= Mouse Genetics Project =

The Mouse Genetics Project (MGP) is a large-scale mutant mouse production and phenotyping programme aimed at identifying new model organisms of disease.

Based at the Wellcome Trust Sanger Institute, the project uses knockout mice most of which were generated by the International Knockout Mouse Consortium. For each mutant line, groups of seven male and seven female mice move through a standard analysis pipeline aimed at detecting traits that differ from healthy C57BL/6 mice. The pipeline collects many measurements of viability, fertility, body weight, infection, hearing, morphology, haematology, behaviour, blood chemistry and immunity and compares them to wild type controls using a statistical mixed model.

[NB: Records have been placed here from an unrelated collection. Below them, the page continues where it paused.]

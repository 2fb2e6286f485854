//! HTTP inbound adapter exposing REST endpoints.

pub mod breeds;
pub mod error;
pub mod health;
pub mod pets;
pub mod profile;
pub mod schemas;
pub mod session;
pub mod session_config;
pub mod state;
#[cfg(test)]
pub mod test_utils;
pub mod users;
pub mod validation;

pub use error::{ApiResult, json_config};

These data are immediately shared among the scientific and medical research community through a bespoke open access database, and summaries are displayed in other online resources, including the Mouse Genome Informatics database and the Wikipedia-based Gene Wiki.

As of July 2013, the MGP reports having over 900 mutant lines openly available to the international research community, and have "substantively complete" analysis for over 650 mutant lines, of which over 75 per cent have at least one abnormal phenotype. Among these are new discoveries of genes implicated in disease, including finding:
- Mutation of SLX4 causes a new type of Fanconi anemia.
- Nine new genes that influence bone strength.
- Mutation of CENPJ models Seckel syndrome.
- SPNS2 is important in mammalian immune system function.
- MYSM1 is important for hematopoiesis and lymphocyte differentiation.